Contoh lain yakni Laut Cina Selatan (LCS) karena adanya Claim antara negara seperti Vietnam, Filiphina, Malaysia dan China dan Indonesia.
“Terakhir China malah mengklaim sebagian ZEE Indonesia sebagai wilayahnya yang ditentang Indonesia dan juga PBB. Karena masalah saling klaim antar negara, keputusan soal LCS tidak bisa diambil kesepakatan bersama” lanjut Theo.
Sementara itu Peni Hanggarini, dosen Program studi Hubungan Internasional Universitas Paramadina mengamati, diplomasi kebijakan luar negeri Indonesia selama 10 tahun terakhir harus diberi penghargaan, yaitu pencapaian prioritas, penguatan diplomasi ekonomi, diplomasi perlindungan WNI, diplomasi perlindungan, diplomasi Indonesia bagi perdamaian dan stabilitas di kawasan dan dunia, serta peningkatan infrastruktur diplomasi.
Peni berharap pada 10 bulan ke depan hendaknya bisa lebih banyak tekanan grand strategi diplomasi ekonomi dan grand strategi untuk meningkatkan peran strategis, serta peran strategis diaspora Indonesia.
“Tinjauan terhadap Visi Misi para Capres perihal kebijakan luar negeri dan kritik para capres sebenarnya telah disampaikan oleh Menlu Retno Marsudi bahwa Diplomasi Indonesia tidaklah transaksional atau inwardlooking dan Indonesia telah berperan penting di tingkat multilateral” kata Peni.
Seperti pandangan terhadap kebijakan luar negeri indonesia di masa mendatang di mana ada tantangan dari lingkungan eksternal seperti, dampak persaingan di Indo-Pasifik, dampak potensi perang berlarut, tantangan terhadap sentralitas ASEAN dan Peluang kerjasama organisasi antar kawasan.
Sementara dosen Paramadima, Asriana Issa Sofia melihat isu-isu globalisasi, soft power, nation branding, dan diplomasi publik menjadi masalah utama yang dihadapi Indonesia saat ini.
“Soft power sebagai sebuah instrumen suatu negara yang dapat mengelola proses internasionalnya dengan berhubungan di tingkat dunia, dengan menggunakan soft power.

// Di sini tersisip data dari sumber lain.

//! # pdf-blockstream
//!
//! Turn raw per-page PDF artifacts into a clean, ordered, LLM-consumable
//! content block stream.
//!
//! ## Why this crate?
//!
//! Parsing a PDF is a solved problem; deciding what to *do* with the output
//! is not. Extracted text can be garbled beyond use, embedded images are
//! mostly divider lines and logo furniture, tables shatter into loose
//! fragments, and a naive "read pages 1-200" request can flood a model's
//! context window. This crate is the decision and assembly layer that sits
//! on top of any PDF backend:
//!
//! - score each page's text and fall back to a page image when it cannot be
//!   trusted;
//! - interleave text, tables, and images back into visual reading order;
//! - drop decorative/noise images and rescale the rest to a token-budget-
//!   aware size;
//! - gate oversized requests behind a structured pagination advisory instead
//!   of silently overflowing the consumer.
//!
//! ## Pipeline Overview
//!
//! ```text
//! ExtractionRequest
//!  │
//!  ├─ 1. Gate      page/image caps → PaginationAdvisory if breached
//!  ├─ 2. Score     per-page corruption assessment of extracted text
//!  ├─ 3. Resolve   auto | text_only | image_only → blocks or page image
//!  ├─ 4. Filter    drop decorative images, downscale the rest
//!  ├─ 5. Assemble  text + tables + images in reading order
//!  └─ 6. Output    ordered ContentBlocks (or page raster) per page, as JSON
//! ```
//!
//! ## Quick Start
//!
//! ```rust,no_run
//! use pdf_blockstream::{ExtractionRequest, Extractor, ExtractorConfig, PageBackend};
//! use std::sync::Arc;
//!
//! # async fn run(backend: Arc<dyn PageBackend>) -> Result<(), Box<dyn std::error::Error>> {
//! let config = ExtractorConfig::from_env();
//! let request = ExtractionRequest::new("report.pdf", &config).pages(1, 5);
//!
//! let extractor = Extractor::new(backend, config);
//! let output = extractor.extract(&request).await?;
//! println!("{}", serde_json::to_string_pretty(&output)?);
//! # Ok(())
//! # }
//! ```
//!
//! The PDF parsing/rendering engine itself is an external collaborator:
//! implement [`PageBackend`] over pdfium, a pdfplumber-style parser, or an
//! in-memory fixture, and the pipeline does the rest.

// ── Modules ──────────────────────────────────────────────────────────────

pub mod backend;
pub mod config;
pub mod error;
pub mod extract;
pub mod output;
pub mod pipeline;
pub mod request;

// ── Re-exports ───────────────────────────────────────────────────────────

pub use backend::{
    BBox, BackendError, PageBackend, PageRaster, RasterFormat, RawImage, RawPageArtifacts,
    TableRegion, TextSpan,
};
pub use config::{ExtractorConfig, ExtractorConfigBuilder};
pub use error::ExtractError;
pub use extract::Extractor;
pub use output::{
    ContentBlock, ExtractOutput, LimitKind, PageResult, PaginationAdvisory, SuggestedRange,
};
pub use pipeline::corruption::{CorruptionAssessment, CorruptionSignal, Verdict};
pub use request::{ExtractionMode, ExtractionRequest};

Dengan menggunakan instrumen yang berbeda, yaitu pendekatan diplomasi, pertukaran internasional, budaya, kuliner, dan olahraga,” kata Asriana.
Khusus hard power, Asriana melihat national image atau national branding secara otomatis menjadi reputasi yang tercetak di Indonesia dan bisa ditangkap.
“Promosi/iklan tentang profil Indonesia yang harus dilihat oleh negara lain. Di situlah perlunya maksimalisasi soft power selain hard power” kata Asriana.
Ketahanan Pertahanan Siber
Narasumber lainnya, Dosen Ilmu Hubungan Internasional, Riza Widyarsa melihat pengguna internet di Indonesia cukup tinggi, hal tersebut dipengaruhi oleh populasi Indonesia itu sendiri.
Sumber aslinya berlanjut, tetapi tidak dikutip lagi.